Alles besetzen? Ja!
Der Wohnraum in Zürich ist knapp – sehr knapp. Die Kampagne «Alles wird besetzt» will leerstehende Räumlichkeiten zwischennutzen. Zu Besuch bei den Besetzer*innen.
Letzten Februar rief die Kampagne «Alles wird besetzt» anlässlich der Räumung des Koch-Areals zum unbewilligten Streik auf. Auf den vorab verteilten Flugblättern stand in Grossbuchstaben: Mach den Zürcher Wohnungstest. Es handelte sich um einen Fragebogen, der dazu anregen sollte, sich mit der Wohnungsknappheit auseinanderzusetzen. Auf dem Flugblatt folgte der Appell an die Eigeninitiative: Könne man mindestens einmal mit Ja antworten, so solle man seinen Frust auf die Strasse tragen.
«Kannst du dir die Miete kaum noch leisten?» Mit solchen Fragen müssen sich viele potenzielle Mieter*innen während der Wohnungssuche befassen, insbesondere in Zürich.

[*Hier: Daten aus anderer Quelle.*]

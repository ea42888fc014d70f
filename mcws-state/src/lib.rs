//! JRiver Media Center state synchronization
//!
//! Keeps an immutable [`Snapshot`] of a media server's zones and playback in
//! step with the server.
//!
//! # Architecture
//!
//! ```text
//! MediaServer ──poll──> Coordinator ──Arc<Snapshot>──> watchers / listeners
//!      ^                     ^
//!      └──── commands ───────┴── request_refresh()
//! ```
//!
//! - [`Coordinator`] refreshes on a timer and on demand, one cycle at a time.
//! - A failed cycle keeps the previous snapshot; subscribers see no change.
//! - Snapshots are replaced wholesale, never edited in place.

pub mod config;
pub mod coordinator;
pub mod error;
pub mod logging;
pub mod snapshot;

pub use config::CoordinatorConfig;
pub use coordinator::{Coordinator, Listener, ListenerId, SnapshotWatcher};
pub use error::{Result, StateError};
pub use logging::{init_logging, init_logging_from_env, LoggingError, LoggingMode};
pub use snapshot::{Snapshot, SnapshotBuilder, ZoneKey};
//! # JRiver SDK - media-player entities for JRiver Media Center
//!
//! Presents a JRiver Media Center server to a smart-home host as media-player
//! entities, with command dispatch and a browsable media catalog:
//!
//! ```rust,no_run
//! use std::sync::Arc;
//! use jriver_sdk::{EntityRegistry, EntryConfig};
//!
//! # async fn run(client: Arc<dyn jriver_sdk::MediaServer>) -> Result<(), jriver_sdk::SdkError> {
//! let registry = EntityRegistry::new();
//! let config = EntryConfig::new("media.local").with_zones(["Living Room"]);
//! let entry = registry.setup_entry("entry1", config, client).await?;
//!
//! let player = &entry.players[0];
//! println!("{:?} at {:?}", player.state(), player.volume_level());
//! player.set_volume_level(0.5).await?;
//!
//! let root = player.browse_media(None, None).await?;
//! for child in &root.children {
//!     println!("{} ({})", child.title, child.media_content_id);
//! }
//!
//! registry.unload_entry("entry1").await?;
//! # Ok(())
//! # }
//! ```
//!
//! ## Architecture
//!
//! ```text
//! jriver-sdk (MediaPlayer, CommandDispatcher, BrowseResolver)
//!     ↓
//! mcws-state (Coordinator, Snapshot)
//!     ↓
//! mcws-api (MediaServer trait)
//! ```
//!
//! Players never cache state of their own. Every property reads the
//! coordinator's current snapshot, and every command asks the coordinator
//! for a refresh once the server accepted it.

pub mod browse;
pub mod config;
pub mod content;
pub mod device;
pub mod dispatch;
pub mod error;
pub mod media_type;
pub mod player;
pub mod registry;
pub mod services;

/// Integration domain, used in device identifiers and config paths
pub const DOMAIN: &str = "jriver";

pub use browse::{BrowseCursor, BrowseNode, BrowsePath, BrowseResolver, MediaSourceBrowser};
pub use config::EntryConfig;
pub use content::{is_media_source_id, ContentRef};
pub use device::DeviceInfo;
pub use dispatch::{CommandContext, CommandDispatcher, CommandFn, DispatchOutcome};
pub use error::{Result, SdkError};
pub use media_type::CatalogMediaType;
pub use player::{MediaPlayer, PlayerFeatures, PlayerState};
pub use registry::{EntityRegistry, LoadedEntry};
pub use services::ServiceCall;

// Re-export the layers below for convenience
pub use mcws_api::{ApiError, MediaServer};
pub use mcws_state::{Coordinator, CoordinatorConfig, Snapshot};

Die städtische Wohnpolitik hinterfragen
In einem Gemeinschaftszimmer einer Hausbesetzung im Kreis 4 sitzen Markus*, Maya* und Manu*, die sich für «Alles wird besetzt» engagieren. Seit Herbst 2022 machen deren gelbe Sticker und Flyer die Runde. Der Startschuss der Kampagne fiel damals mit dem Aufruf zur Demonstration angesichts der drohenden Räumung des Koch-Areals. Seither blieb die Bewegung kontinuierlich aktiv.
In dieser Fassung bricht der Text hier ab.